The change in leadership follows a 14-point proposal to work on criminal justice reform to improve equitable access to justice that Chair Eicher and Representative Stubbs announced a few weeks ago. The proposal was presented to the CJC at Thursday’s meeting and highlighted recommendations drawn from past community and stakeholder task forces, committees and ad hoc groups.

The CJC also received a report from Professor John Eason on an analysis he completed to determine the impact of jail population reduction on the incidence of COVID-19 in the jail as well as the projection of COVID-19 infection if the reduction had not occurred.

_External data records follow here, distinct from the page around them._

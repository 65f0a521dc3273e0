//! Structural validation of rendered Slidev markdown.
//!
//! Checks, all applied independently:
//!
//! 1. the text contains a `---` separator somewhere
//! 2. the text starts with `---` (front-matter)
//! 3. no slide is empty once blank lines, `---` lines and `key: value`
//!    lines are ignored
//!
//! Slides are found by splitting on `"\n---\n"`. A segment holding only
//! headmatter (the deck front-matter, or a `layout: …` block right after a
//! separator) belongs to the segment that follows it.

use slideforge_core::ValidationResult;
use tracing::debug;

use crate::render::SLIDE_SEPARATOR;

const SEGMENT_DELIMITER: &str = "\n---\n";

/// Validate rendered markdown. Never fails; problems are reported in order.
pub fn validate(markdown: &str) -> ValidationResult {
    let mut errors = Vec::new();

    if !markdown.contains(SLIDE_SEPARATOR) {
        errors.push("Missing slide separators (---)".to_string());
    }

    if !markdown.starts_with(SLIDE_SEPARATOR) {
        errors.push("Missing frontmatter at the beginning".to_string());
    }

    for (index, slide) in slides(markdown).iter().enumerate() {
        let has_content = slide
            .iter()
            .flat_map(|segment| segment.lines())
            .any(is_content_line);
        if !has_content {
            errors.push(format!("Slide {} appears to be empty", index + 1));
        }
    }

    debug!(errors = errors.len(), "Validated markdown");
    ValidationResult::from_errors(errors)
}

/// Group segments into slides, attaching headmatter to the segment after it.
fn slides(markdown: &str) -> Vec<Vec<&str>> {
    let starts_with_front_matter = markdown.starts_with(SLIDE_SEPARATOR);
    let mut segments = markdown.split(SEGMENT_DELIMITER).enumerate().peekable();

    let mut slides = Vec::new();
    let mut pending = Vec::new();

    while let Some((index, segment)) = segments.next() {
        let headmatter = if index == 0 {
            starts_with_front_matter
        } else {
            is_headmatter(segment)
        };

        pending.push(segment);
        if headmatter && segments.peek().is_some() {
            continue;
        }
        slides.push(std::mem::take(&mut pending));
    }

    slides
}

/// A segment made only of `key: value` (or indented) lines, starting right
/// after its separator.
fn is_headmatter(segment: &str) -> bool {
    let mut lines = segment.lines().peekable();
    let Some(first) = lines.peek() else {
        return false;
    };
    if first.trim().is_empty() || first.starts_with(char::is_whitespace) {
        return false;
    }
    lines.all(|line| {
        !line.trim().is_empty() && (line.contains(':') || line.starts_with(char::is_whitespace))
    })
}

/// Lines that count as slide content.
///
/// Any line containing `:` is taken for metadata, so prose such as
/// `Ratio: 3:1` does not count either.
fn is_content_line(line: &str) -> bool {
    let trimmed = line.trim();
    !trimmed.is_empty() && !trimmed.starts_with(SLIDE_SEPARATOR) && !trimmed.contains(':')
}

#[cfg(test)]
mod tests {
    use super::*;
    use crate::outline::generate_outline;
    use crate::render::{render_deck, render_slide_block};
    use slideforge_core::Slide;

    #[test]
    fn test_generated_deck_is_valid() {
        for duration in [0, 10, 30, 60] {
            let outline = generate_outline("Borrow checking", duration);
            let deck = render_deck("Borrow checking", "Ferris", &outline, "seriph");
            let result = validate(&deck);
            assert!(result.is_valid, "duration {}: {:?}", duration, result.errors);
            assert!(result.errors.is_empty());
        }
    }

    #[test]
    fn test_plain_text_reports_missing_separators_and_frontmatter() {
        let result = validate("No separators or frontmatter");
        assert!(!result.is_valid);
        assert_eq!(
            result.errors,
            vec![
                "Missing slide separators (---)",
                "Missing frontmatter at the beginning"
            ]
        );
    }

    #[test]
    fn test_empty_text_reports_all_three_checks_in_order() {
        let result = validate("");
        assert_eq!(
            result.errors,
            vec![
                "Missing slide separators (---)",
                "Missing frontmatter at the beginning",
                "Slide 1 appears to be empty",
            ]
        );
    }

    #[test]
    fn test_separator_present_but_no_frontmatter() {
        let result = validate("# Intro\n\n---\n\n# Next");
        assert_eq!(result.errors, vec!["Missing frontmatter at the beginning"]);
    }

    #[test]
    fn test_empty_slide_is_numbered() {
        let markdown = "---\ntheme: seriph\n---\n\n# One\n\n---\n\n\n---\n\n# Three\n";
        let result = validate(markdown);
        assert_eq!(result.errors, vec!["Slide 2 appears to be empty"]);
    }

    #[test]
    fn test_frontmatter_only_is_empty() {
        let result = validate("---\ntheme: seriph\ntitle: Talk\n---\n");
        assert!(!result.is_valid);
        assert_eq!(result.errors, vec!["Slide 1 appears to be empty"]);
    }

    #[test]
    fn test_layout_headmatter_joins_following_slide() {
        let markdown = "---\ntheme: seriph\n---\n\n# One\n\n---\nlayout: center\nclass: text-center\n---\n\n# Two\n";
        assert!(validate(markdown).is_valid);
    }

    #[test]
    fn test_layout_headmatter_without_body_is_empty() {
        let markdown = "---\ntheme: seriph\n---\n\n# One\n\n---\nlayout: end\n---\n\n";
        let result = validate(markdown);
        assert_eq!(result.errors, vec!["Slide 2 appears to be empty"]);
    }

    #[test]
    fn test_colon_lines_count_as_metadata_so_ratio_only_slide_is_empty() {
        // Compatibility quirk: any line with a colon is treated as metadata.
        let markdown = "---\ntheme: seriph\n---\n\n# One\n\n---\n\nRatio: 3:1\n\n---\n\n# Three\n";
        let result = validate(markdown);
        assert_eq!(result.errors, vec!["Slide 2 appears to be empty"]);
    }

    #[test]
    fn test_standalone_block_trailing_separator_leaves_empty_slide() {
        let block = render_slide_block(&Slide::new("# Solo").with_layout("center"));
        let result = validate(&block);
        assert_eq!(result.errors, vec!["Slide 2 appears to be empty"]);
    }

    #[test]
    fn test_separator_inside_bullet_text_is_not_detected() {
        // Known gap: an item containing a bare `---` line splits the slide.
        let outline = vec!["Title: t".to_string(), "Item\n---\n".to_string()];
        let deck = render_deck("t", "a", &outline, "seriph");
        let result = validate(&deck);
        assert!(deck.matches("\n---\n").count() > 3);
        assert!(result.errors.iter().all(|e| e.starts_with("Slide ")));
    }

    #[test]
    fn test_is_headmatter() {
        assert!(is_headmatter("layout: center"));
        assert!(is_headmatter("layout: image\nimage: a.png"));
        assert!(is_headmatter("drawings:\n  persist: false"));
        assert!(!is_headmatter("\n# Title\n"));
        assert!(!is_headmatter("\nRatio: 3:1\n"));
        assert!(!is_headmatter("# Heading"));
        assert!(!is_headmatter(""));
    }
}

Professor Eason is currently an associate professor of sociology at UW-Madison. Eason previously served as assistant professor in the School of Criminology and Criminal Justice at Arizona State University, as well as assistant to associate professor of ociology at Texas A&M University. His primary research interests link race, health, punishment, and inequality to community processes.

His early research has shown that the jail infection rate would have been substantially higher had decreases in the jail population not occurred. Professor Eason will continue his research through May 2021.

“Working with the CJC to look at data and policy can bring the power of academia to the practical application of justice in Dane County,” said Eason. “I am excited to work with CJC members bridging the gap between government and the UW.”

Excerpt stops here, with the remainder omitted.